The baby who was decapitated in a troubled delivery last year died of a homicide, the Clayton County Medical Examiner’s Office in Georgia announced on Tuesday.
Local police have been investigating the death of newborn Treveon Taylor Jr. since his death on July 10, 2023, at Southern Regional Hospital. Prosecutors have not announced charges in the case.
Last year, Treveon’s parents, Jessica Ross and Treveon Isaiah Taylor Sr., sued the hospital, nurses and the doctor who was in charge, Tracey St. Julian.
The obstetrician “negligently applied excessive force on the baby’s head and neck during the attempted vaginal delivery,” causing decapitation, the plaintiffs’ legal team said in a statement.
They claim the health care providers failed to address the difficult, hourslong labor through adequate measures. For example, providers allegedly did not do a cesarean section in a timely manner or call for help in a timely manner.
The baby’s head and the rest of his body emerged separately, but medical providers worked to keep the parents in the dark about the truth and from them dead child, plaintiffs said.
Although the parents demanded to see and hold their baby, hospital staff told them they were not allowed to touch or hold him, the complaint stated.
“Hospital staff allowed the young couple to only view their dead child,” the plaintiff team wrote. “During this viewing, their baby was wrapped tightly in a blanket with his head propped on top of his body in a manner such that those viewing him could not identify that he had been decapitated.”
Health care providers allegedly encouraged the mother and father to have their son cremated instead of being sent to a funeral home for burial.
It was only on July 13 — several days after delivery and a day after Ross left the hospital — that staff told them about the decapitation, a statement said.
The Clay County Medical Examiner’s Office said Tuesday that the case landed on its radar when the Willie Watkins Funeral Home contacted the office on July 13, 2023, to see if anyone reported Taylor Jr.’s death.
“Watkins FH provided information that the baby had died on July 9th or 10th, and that a private pathologist was hired by the family to perform an autopsy,” they wrote. “Watkins mentioned that they called us because they thought it was unusual that our office was not already involved.”
The funeral home’s general manager, Sylvania Watkins, told Atlanta ABC affiliate WSB that this case should have come to them from the medical examiner’s office in the first place.
“After we retrieved the body from Southern Regional, I was called downstairs to come and see what they had brought back from the hospital and that’s when I noticed the baby’s head was not attached to the body,” she said. “This is what raised the red flag, to receive this baby from the hospital with that condition, that was the first red flag.
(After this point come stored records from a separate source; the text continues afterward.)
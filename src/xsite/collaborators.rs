//! Seams to the rest of the cache: partitioning, the write pipeline, commit
//! tracking and the local transaction manager.

use super::command::{PutCommand, WriteContext};
use super::flags::WriteFlag;
use serde::{Deserialize, Serialize};
use std::collections::hash_map::DefaultHasher;
use std::fmt;
use std::hash::{Hash, Hasher};
use thiserror::Error;

#[derive(Debug, Clone, Copy, PartialEq, Eq, Hash, PartialOrd, Ord, Serialize, Deserialize)]
pub struct SegmentId(pub u32);

impl fmt::Display for SegmentId {
    fn fmt(&self, f: &mut fmt::Formatter<'_>) -> fmt::Result {
        write!(f, "{}", self.0)
    }
}

#[derive(Debug, Clone, Copy, PartialEq, Eq, Hash, PartialOrd, Ord)]
pub struct TransactionId(pub u64);

impl fmt::Display for TransactionId {
    fn fmt(&self, f: &mut fmt::Formatter<'_>) -> fmt::Result {
        write!(f, "tx-{}", self.0)
    }
}

pub trait PartitionLookup: Send + Sync {
    fn segment_of(&self, key: &[u8]) -> SegmentId;
}

pub trait WritePipeline: Send + Sync {
    fn apply(&self, ctx: &mut WriteContext, put: PutCommand) -> Result<(), PipelineError>;
}

pub trait CommitTracker: Send + Sync {
    fn start_tracking(&self, flag: WriteFlag);
    fn stop_tracking(&self, flag: WriteFlag);
    fn is_tracking(&self, flag: WriteFlag) -> bool;
}

/// Thread-bound transaction demarcation: a transaction begun on a thread is
/// the one `commit`/`rollback`/`current_transaction` act on from that thread.
pub trait TransactionManager: Send + Sync {
    fn begin(&self) -> Result<(), TransactionError>;
    fn commit(&self) -> Result<(), TransactionError>;
    fn rollback(&self) -> Result<(), TransactionError>;
    fn current_transaction(&self) -> Option<TransactionId>;
}

#[derive(Debug, Error, Clone, PartialEq, Eq)]
pub enum PipelineError {
    #[error("write to key {key} rejected: {reason}")]
    Rejected { key: String, reason: String },
    #[error("transaction {0} is not known to the pipeline")]
    UnknownTransaction(TransactionId),
    #[error("{0}")]
    Other(String),
}

#[derive(Debug, Error, Clone, PartialEq, Eq)]
pub enum TransactionError {
    #[error("thread is already associated with transaction {0}")]
    AlreadyAssociated(TransactionId),
    #[error("no transaction associated with the calling thread")]
    NoTransaction,
    #[error("transaction {transaction} failed to commit: {reason}")]
    CommitFailed {
        transaction: TransactionId,
        reason: String,
    },
    #[error("transaction {transaction} failed to roll back: {reason}")]
    RollbackFailed {
        transaction: TransactionId,
        reason: String,
    },
}

/// Splits the key space into a fixed number of hash segments.
#[derive(Debug, Clone)]
pub struct HashPartitioner {
    num_segments: u32,
}

impl HashPartitioner {
    /// A segment count of zero is clamped to one.
    pub fn new(num_segments: u32) -> Self {
        Self {
            num_segments: num_segments.max(1),
        }
    }

    pub fn num_segments(&self) -> u32 {
        self.num_segments
    }
}

impl PartitionLookup for HashPartitioner {
    fn segment_of(&self, key: &[u8]) -> SegmentId {
        let mut hasher = DefaultHasher::new();
        key.hash(&mut hasher);
        SegmentId((hasher.finish() % u64::from(self.num_segments)) as u32)
    }
}
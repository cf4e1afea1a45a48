use super::{InMemoryStore, StoredEntry};
use crate::xsite::{Key, Value};
use parking_lot::RwLock;
use std::collections::HashMap;
use std::sync::{Arc, Weak};

/// Observer of writes that became visible in a store.
pub trait WriteListener: Send + Sync {
    fn on_write(&self, key: &[u8], entry: &StoredEntry);
}

/// Read-through local copy of a store, kept current by write notifications
/// rather than by the apply loop.
pub struct LocalMirror {
    store: Weak<InMemoryStore>,
    entries: RwLock<HashMap<Key, Value>>,
}

impl LocalMirror {
    /// Subscribes a new mirror to `store` and seeds it with the current
    /// contents.
    pub fn attach(store: &Arc<InMemoryStore>) -> Arc<Self> {
        let mirror = Arc::new(Self {
            store: Arc::downgrade(store),
            entries: RwLock::new(HashMap::new()),
        });
        store.subscribe(mirror.clone());
        {
            let mut entries = mirror.entries.write();
            for key in store.keys() {
                if let Some(value) = store.get(&key) {
                    entries.entry(key).or_insert(value);
                }
            }
        }
        mirror
    }

    pub fn get(&self, key: &[u8]) -> Option<Value> {
        if let Some(value) = self.entries.read().get(key) {
            return Some(value.clone());
        }
        let value = self.store.upgrade()?.get(key)?;
        Some(self.populate(key, value))
    }

    /// Caches a read-through value unless a write notification got there
    /// first, and returns whichever value is resident.
    fn populate(&self, key: &[u8], value: Value) -> Value {
        self.entries
            .write()
            .entry(key.to_vec())
            .or_insert(value)
            .clone()
    }

    pub fn cached(&self, key: &[u8]) -> Option<Value> {
        self.entries.read().get(key).cloned()
    }

    pub fn len(&self) -> usize {
        self.entries.read().len()
    }

    pub fn is_empty(&self) -> bool {
        self.entries.read().is_empty()
    }

    pub fn invalidate(&self) {
        self.entries.write().clear();
    }
}

impl WriteListener for LocalMirror {
    fn on_write(&self, key: &[u8], entry: &StoredEntry) {
        self.entries.write().insert(key.to_vec(), entry.value.clone());
    }
}

#[cfg(test)]
mod tests {
    use super::*;
    use crate::store::TrackingCommitManager;
    use crate::xsite::HashPartitioner;

    #[test]
    fn mirror_follows_writes_and_reads_through() {
        let store = Arc::new(InMemoryStore::new(
            "timestamps",
            Arc::new(TrackingCommitManager::new()),
        ));
        let partitioner = HashPartitioner::new(4);
        store.put(&partitioner, "before", "1").unwrap();
        let mirror = LocalMirror::attach(&store);
        assert_eq!(mirror.cached(b"before"), Some(b"1".to_vec()));

        store.put(&partitioner, "after", "2").unwrap();
        assert_eq!(mirror.cached(b"after"), Some(b"2".to_vec()));

        mirror.invalidate();
        assert!(mirror.is_empty());
        assert_eq!(mirror.get(b"after"), Some(b"2".to_vec()));
        assert_eq!(mirror.len(), 1);
        assert!(mirror.get(b"missing").is_none());
    }

    #[test]
    fn read_through_never_replaces_a_delivered_write() {
        let store = Arc::new(InMemoryStore::new(
            "timestamps",
            Arc::new(TrackingCommitManager::new()),
        ));
        let partitioner = HashPartitioner::new(4);
        store.put(&partitioner, "k1", "old").unwrap();
        let mirror = LocalMirror::attach(&store);
        mirror.invalidate();

        // A commit notification lands between the store read and the cache fill.
        let stale = store.get(b"k1").unwrap();
        store.put(&partitioner, "k1", "new").unwrap();
        assert_eq!(mirror.populate(b"k1", stale), b"new".to_vec());
        assert_eq!(mirror.cached(b"k1"), Some(b"new".to_vec()));
        assert_eq!(mirror.get(b"k1"), Some(b"new".to_vec()));
    }
}
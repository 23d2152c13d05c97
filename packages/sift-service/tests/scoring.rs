use std::sync::{
	Arc,
	atomic::{AtomicUsize, Ordering},
};

use sift_domain::{Category, MatchType};
use sift_service::{
	Candidate, NeutralUsage, ScoredCandidate, Scorer, ScoringWeights, UsageFactors, rank,
	scoring::MAX_FINAL_SCORE,
};
use sift_storage::{ConfigStore, MemoryStore, SCORING_WEIGHTS_KEY};

struct FixedUsage {
	factor: f64,
	reads: AtomicUsize,
}
impl UsageFactors for FixedUsage {
	fn factor(&self, _category: Category, _identifier: &str) -> f64 {
		self.reads.fetch_add(1, Ordering::SeqCst);

		self.factor
	}

	fn record_selection(&self, _category: Category, _identifier: &str) {}
}

fn uniform_weights() -> ScoringWeights {
	let mut weights = ScoringWeights::default();

	for value in weights.category_weights.values_mut() {
		*value = 1.0;
	}
	for value in weights.match_type_bonus.values_mut() {
		*value = 1.0;
	}

	weights
}

fn neutral_scorer(weights: ScoringWeights) -> Scorer {
	Scorer::new(Arc::new(weights), Arc::new(NeutralUsage))
}

fn app(title: &str) -> Candidate {
	Candidate::new(Category::Application, title.to_lowercase(), title)
}

fn score_and_rank(
	scorer: &Scorer,
	query: &str,
	candidates: Vec<Candidate>,
) -> Vec<ScoredCandidate> {
	let mut scored: Vec<ScoredCandidate> =
		candidates.into_iter().filter_map(|candidate| scorer.score(query, candidate)).collect();

	rank(&mut scored);

	scored
}

fn titles(items: &[ScoredCandidate]) -> Vec<&str> {
	items.iter().map(|item| item.title.as_str()).collect()
}

#[test]
fn prefix_ties_break_on_shorter_title_and_substring_ranks_last() {
	let scorer = neutral_scorer(uniform_weights());
	let ranked = score_and_rank(&scorer, "sp", vec![app("Spotify"), app("Spark"), app("Display")]);

	assert_eq!(titles(&ranked), vec!["Spark", "Spotify", "Display"]);
	assert_eq!(ranked[0].raw_match.match_type, MatchType::Prefix);
	assert_eq!(ranked[0].final_score, ranked[1].final_score);
	assert_eq!(ranked[2].raw_match.match_type, MatchType::Substring);
	assert_eq!(ranked[2].final_score, 30);
}

#[test]
fn empty_query_discards_everything() {
	let scorer = neutral_scorer(ScoringWeights::default());
	let ranked = score_and_rank(&scorer, "", vec![app("Spotify"), app("Safari")]);

	assert!(ranked.is_empty());
}

#[test]
fn non_matching_candidates_are_discarded() {
	let scorer = neutral_scorer(ScoringWeights::default());

	assert!(scorer.score("zz", app("Safari")).is_none());
}

#[test]
fn final_score_multiplies_all_factors() {
	let mut weights = uniform_weights();

	weights.category_weights.insert(Category::Emoji, 0.5);
	weights.match_type_bonus.insert(MatchType::Prefix, 2.0);

	let usage = Arc::new(FixedUsage { factor: 1.5, reads: AtomicUsize::new(0) });
	let scorer = Scorer::new(Arc::new(weights), usage.clone());
	let scored = scorer
		.score("gr", Candidate::new(Category::Emoji, "grin", "grinning face"))
		.expect("Expected a match.");

	// 0.9 * 1000 * 0.5 * 2.0 * 1.5
	assert_eq!(scored.final_score, 1_350);
	assert_eq!(usage.reads.load(Ordering::SeqCst), 1);
}

#[test]
fn huge_factors_clamp_to_the_maximum() {
	let usage = Arc::new(FixedUsage { factor: f64::MAX, reads: AtomicUsize::new(0) });
	let scorer = Scorer::new(Arc::new(ScoringWeights::default()), usage);
	let scored = scorer.score("safari", app("Safari")).expect("Expected a match.");

	assert_eq!(scored.final_score, MAX_FINAL_SCORE);
}

#[test]
fn nan_usage_factor_discards_only_that_candidate() {
	let usage = Arc::new(FixedUsage { factor: f64::NAN, reads: AtomicUsize::new(0) });
	let scorer = Scorer::new(Arc::new(ScoringWeights::default()), usage);

	assert!(scorer.score("safari", app("Safari")).is_none());
}

#[test]
fn subtitle_can_rescue_a_weak_title() {
	let scorer = neutral_scorer(uniform_weights());
	let candidate =
		Candidate::new(Category::Contact, "c-1", "Ada Lovelace").with_subtitle("ada@example.com");
	let scored = scorer.score("example", candidate).expect("Expected a match.");

	assert_eq!(scored.raw_match.match_type, MatchType::Substring);

	let candidate = Candidate::new(Category::Contact, "c-2", "Grace Hopper").with_subtitle("Navy");
	let scored = scorer.score("navy", candidate).expect("Expected a subtitle match.");

	assert_eq!(scored.raw_match.match_type, MatchType::Exact);
	assert_eq!(scored.title, "Grace Hopper");
}

#[test]
fn category_weight_biases_equal_matches() {
	let scorer = neutral_scorer(ScoringWeights::default());
	let ranked = score_and_rank(
		&scorer,
		"calc",
		vec![
			Candidate::new(Category::Emoji, "e", "calculator"),
			Candidate::new(Category::Application, "a", "Calculator"),
		],
	);

	assert_eq!(ranked[0].category, Category::Application);
	assert!(ranked[0].final_score > ranked[1].final_score);
}

#[test]
fn ranking_is_deterministic_for_any_input_order() {
	let scorer = neutral_scorer(ScoringWeights::default());
	let base = vec![
		app("Notes"),
		app("Notion"),
		app("Nova"),
		Candidate::new(Category::File, "f", "notes.txt"),
		Candidate::new(Category::Emoji, "e", "note"),
		app("Keynote"),
		app("Obsidian Notes"),
	];
	let expected = titles(&score_and_rank(&scorer, "no", base.clone()))
		.into_iter()
		.map(str::to_string)
		.collect::<Vec<_>>();

	for rotation in 1..base.len() {
		let mut shuffled = base.clone();

		shuffled.rotate_left(rotation);

		let ranked = score_and_rank(&scorer, "no", shuffled.clone());

		assert_eq!(titles(&ranked), expected, "rotation={rotation}");

		shuffled.reverse();

		assert_eq!(titles(&score_and_rank(&scorer, "no", shuffled)), expected);
	}
}

#[test]
fn full_ties_keep_input_order() {
	let scorer = neutral_scorer(uniform_weights());
	let ranked = score_and_rank(
		&scorer,
		"mail",
		vec![
			Candidate::new(Category::Application, "first", "Mail"),
			Candidate::new(Category::Action, "second", "Mail"),
		],
	);
	let identifiers: Vec<&str> = ranked.iter().map(|item| item.identifier.as_str()).collect();

	assert_eq!(identifiers, vec!["first", "second"]);
}

#[test]
fn weight_and_bonus_are_total_and_positive() {
	let defaults = ScoringWeights::default();
	let empty = ScoringWeights {
		category_weights: Default::default(),
		match_type_bonus: Default::default(),
	};

	for weights in [&defaults, &empty] {
		for category in Category::ALL {
			let value = weights.weight(category);

			assert!(value.is_finite() && value > 0.0, "{category}: {value}");
		}
		for match_type in MatchType::ALL {
			let value = weights.bonus(match_type);

			assert!(value.is_finite() && value > 0.0, "{match_type:?}: {value}");
		}
	}
}

#[test]
fn weights_round_trip_through_the_store() {
	let store = MemoryStore::new();
	let mut weights = ScoringWeights::default();

	weights.category_weights.insert(Category::Clipboard, 1.75);
	weights.match_type_bonus.remove(&MatchType::Substring);
	weights.save(&store).expect("Failed to save weights.");

	assert_eq!(ScoringWeights::load(&store), weights);
}

#[test]
fn missing_weights_load_defaults() {
	assert_eq!(ScoringWeights::load(&MemoryStore::new()), ScoringWeights::default());
}

#[test]
fn corrupt_weights_load_defaults() {
	let store = MemoryStore::new();

	store.set_bytes(SCORING_WEIGHTS_KEY, b"{not json").expect("Failed to write.");

	assert_eq!(ScoringWeights::load(&store), ScoringWeights::default());
}

#[test]
fn older_documents_default_missing_entries_to_neutral() {
	let store = MemoryStore::new();

	store
		.set_bytes(SCORING_WEIGHTS_KEY, br#"{"category_weights": {"application": 3.0}}"#)
		.expect("Failed to write.");

	let weights = ScoringWeights::load(&store);

	assert_eq!(weights.weight(Category::Application), 3.0);
	assert_eq!(weights.weight(Category::Emoji), 1.0);
	assert_eq!(weights.match_type_bonus, ScoringWeights::default().match_type_bonus);
}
Actually, this baby should’ve come from the medical examiner from the jump, so that’s how I ended up calling the medical examiner to see if it was reported.”
According to the county medical examiner’s office, their chief investigator asked the Georgia Bureau of Investigation Medical Examiner’s Office to perform another autopsy, and the investigator also reached out to Clayton County police to tell them about the incident and the facts her office had at that point.
Treveon Jr.’s official cause of death is, “Fracture-dislocation with complete transection, upper cervical (C1-C2) spine and spinal cord,” the medical examiner’s statement said. This was because of “Shoulder dystocia, arrest of labor, and fetal entrapment in the birth canal.” Shoulder dystocia is entrapment of the baby’s shoulders during delivery. Other significant conditions that contributed to death were pregnancy-induced diabetes and premature rupture of membranes, according to the statement.
Investigator Betty Honey and Director of the Medical Examiner’s Office Brian Byars consulted with experts including one OB-GYN who had done more than 9,000 deliveries and another who had performed more than 10,000.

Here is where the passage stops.